*** Data
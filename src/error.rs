//! Error types for configuration loading and response resolution.

use std::path::PathBuf;
use thiserror::Error;

/// Errors raised while loading or normalizing a configuration.
///
/// These are reported to the operator once at load time; a configuration
/// that fails here never reaches the route table.
#[derive(Debug, Error)]
pub enum ConfigError {
    #[error("failed to read config file {}: {source}", path.display())]
    Io {
        path: PathBuf,
        #[source]
        source: std::io::Error,
    },

    #[error("failed to parse config file {}: {message}", path.display())]
    Parse { path: PathBuf, message: String },

    #[error("web service declared with an empty serviceUrl")]
    MissingServiceUrl,

    #[error("web service '{service_url}' declares no verbs")]
    MissingVerbs { service_url: String },

    #[error("web service '{service_url}' declares unknown verb '{verb}'")]
    UnknownVerb { service_url: String, verb: String },

    #[error("web service '{service_url}' has invalid httpStatus {status}")]
    InvalidStatus { service_url: String, status: u16 },

    #[error("web service '{service_url}' is malformed: {source}")]
    InvalidService {
        service_url: String,
        #[source]
        source: serde_json::Error,
    },

    #[error("web service '{service_url}' has invalid switch pattern '{pattern}': {source}")]
    InvalidSwitchPattern {
        service_url: String,
        pattern: String,
        #[source]
        source: regex::Error,
    },
}

/// Back-end failures hit while materializing a response.
///
/// Never sent to the client: the resolver logs them and answers with the
/// route's configured status (or 404) and an empty body.
#[derive(Debug, Error)]
pub enum ResolveError {
    #[error("failed to read mock file {}: {source}", path.display())]
    Io {
        path: PathBuf,
        #[source]
        source: std::io::Error,
    },

    #[error("mock file {path} is not valid JSON: {source}")]
    Json {
        path: String,
        #[source]
        source: serde_json::Error,
    },

    #[error("invalid JSONPath expression '{expression}': {message}")]
    JsonPath { expression: String, message: String },
}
******
Work to be completed
Only the number should be given: the count of lines in the entries that contain the string "status".

Response to this task
3